**Dataset records:**
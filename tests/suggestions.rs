//! Suggestion client against a stand-in generation API.

use axum::{
    extract::State,
    http::{HeaderMap, StatusCode, Uri},
    response::{IntoResponse, Response},
    Json, Router,
};
use serde_json::{json, Value};
use std::sync::{Arc, Mutex};
use tokio::net::TcpListener;
use tokio::task::JoinHandle;

use itinera::suggest::SuggestionClient;

#[derive(Debug, Clone)]
struct SeenRequest {
    path: String,
    api_key: Option<String>,
    body: Value,
}

#[derive(Clone)]
struct MockState {
    status: StatusCode,
    reply: Value,
    seen: Arc<Mutex<Vec<SeenRequest>>>,
}

async fn generate(
    State(state): State<MockState>,
    uri: Uri,
    headers: HeaderMap,
    Json(body): Json<Value>,
) -> Response {
    state.seen.lock().unwrap().push(SeenRequest {
        path: uri.path().to_string(),
        api_key: headers
            .get("x-goog-api-key")
            .and_then(|v| v.to_str().ok())
            .map(str::to_string),
        body,
    });
    (state.status, Json(state.reply.clone())).into_response()
}

struct MockApi {
    endpoint: String,
    seen: Arc<Mutex<Vec<SeenRequest>>>,
    task: JoinHandle<()>,
}

impl MockApi {
    async fn start(status: StatusCode, reply: Value) -> Self {
        let seen = Arc::new(Mutex::new(Vec::new()));
        let state = MockState {
            status,
            reply,
            seen: seen.clone(),
        };
        let app = Router::new().fallback(generate).with_state(state);

        let listener = TcpListener::bind("127.0.0.1:0").await.unwrap();
        let endpoint = format!("http://{}/v1beta", listener.local_addr().unwrap());
        let task = tokio::spawn(async move {
            axum::serve(listener, app).await.unwrap();
        });

        Self {
            endpoint,
            seen,
            task,
        }
    }

    fn client(&self, api_key: Option<&str>) -> SuggestionClient {
        SuggestionClient::new(api_key.map(str::to_string)).with_endpoint(&self.endpoint)
    }

    fn requests(&self) -> Vec<SeenRequest> {
        self.seen.lock().unwrap().clone()
    }
}

impl Drop for MockApi {
    fn drop(&mut self) {
        self.task.abort();
    }
}

fn candidate(text: &str) -> Value {
    json!({
        "candidates": [{ "content": { "parts": [{ "text": text }] } }]
    })
}

#[tokio::test]
async fn test_suggestions_are_mapped_to_items() {
    let text = json!({
        "suggestions": [
            { "time": "10:00", "title": "Kinkaku-ji", "description": "Golden pavilion" },
            { "time": "08:00", "title": "Fushimi Inari", "description": "Early, before the crowds" }
        ]
    })
    .to_string();
    let api = MockApi::start(StatusCode::OK, candidate(&text)).await;

    let items = api.client(Some("key-123")).suggest("京都", "寺").await;

    assert_eq!(items.len(), 2);
    assert_eq!(items[0].title, "Kinkaku-ji");
    assert_eq!(items[1].time, "08:00");
    assert!(items.iter().all(|item| item.id.starts_with("ai-")));

    let requests = api.requests();
    assert_eq!(requests.len(), 1);
    assert_eq!(
        requests[0].path,
        "/v1beta/models/gemini-2.5-flash:generateContent"
    );
    assert_eq!(requests[0].api_key.as_deref(), Some("key-123"));

    let prompt = requests[0].body["contents"][0]["parts"][0]["text"]
        .as_str()
        .unwrap();
    assert!(prompt.contains("京都"));
    assert!(prompt.contains("寺"));
    assert_eq!(
        requests[0].body["generationConfig"]["responseMimeType"],
        "application/json"
    );
}

#[tokio::test]
async fn test_custom_model() {
    let api = MockApi::start(StatusCode::OK, candidate(r#"{"suggestions":[]}"#)).await;

    let items = api
        .client(Some("k"))
        .with_model("gemini-test")
        .suggest("Nara", "deer")
        .await;

    assert!(items.is_empty());
    assert_eq!(
        api.requests()[0].path,
        "/v1beta/models/gemini-test:generateContent"
    );
}

#[tokio::test]
async fn test_error_status_yields_nothing() {
    let api = MockApi::start(
        StatusCode::TOO_MANY_REQUESTS,
        json!({ "error": { "message": "quota" } }),
    )
    .await;

    assert!(api.client(Some("k")).suggest("Nara", "deer").await.is_empty());
}

#[tokio::test]
async fn test_malformed_text_yields_nothing() {
    let api = MockApi::start(StatusCode::OK, candidate("Sorry, I can't help with that.")).await;
    assert!(api.client(Some("k")).suggest("Nara", "deer").await.is_empty());
}

#[tokio::test]
async fn test_missing_api_key_skips_request() {
    let api = MockApi::start(StatusCode::OK, candidate(r#"{"suggestions":[]}"#)).await;
    let client = api.client(None);

    assert!(!client.is_enabled());
    assert!(client.suggest("Nara", "deer").await.is_empty());
    assert!(api.requests().is_empty());
}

**The task:**
Write down exactly the span of lines above from the one containing "async fn test_error_status_yields_nothing()" to the one containing "let client = api.client(None);", both ends included.

**Problem solution:**
async fn test_error_status_yields_nothing() {
    let api = MockApi::start(
        StatusCode::TOO_MANY_REQUESTS,
        json!({ "error": { "message": "quota" } }),
    )
    .await;

    assert!(api.client(Some("k")).suggest("Nara", "deer").await.is_empty());
}

#[tokio::test]
async fn test_malformed_text_yields_nothing() {
    let api = MockApi::start(StatusCode::OK, candidate("Sorry, I can't help with that.")).await;
    assert!(api.client(Some("k")).suggest("Nara", "deer").await.is_empty());
}

#[tokio::test]
async fn test_missing_api_key_skips_request() {
    let api = MockApi::start(StatusCode::OK, candidate(r#"{"suggestions":[]}"#)).await;
    let client = api.client(None);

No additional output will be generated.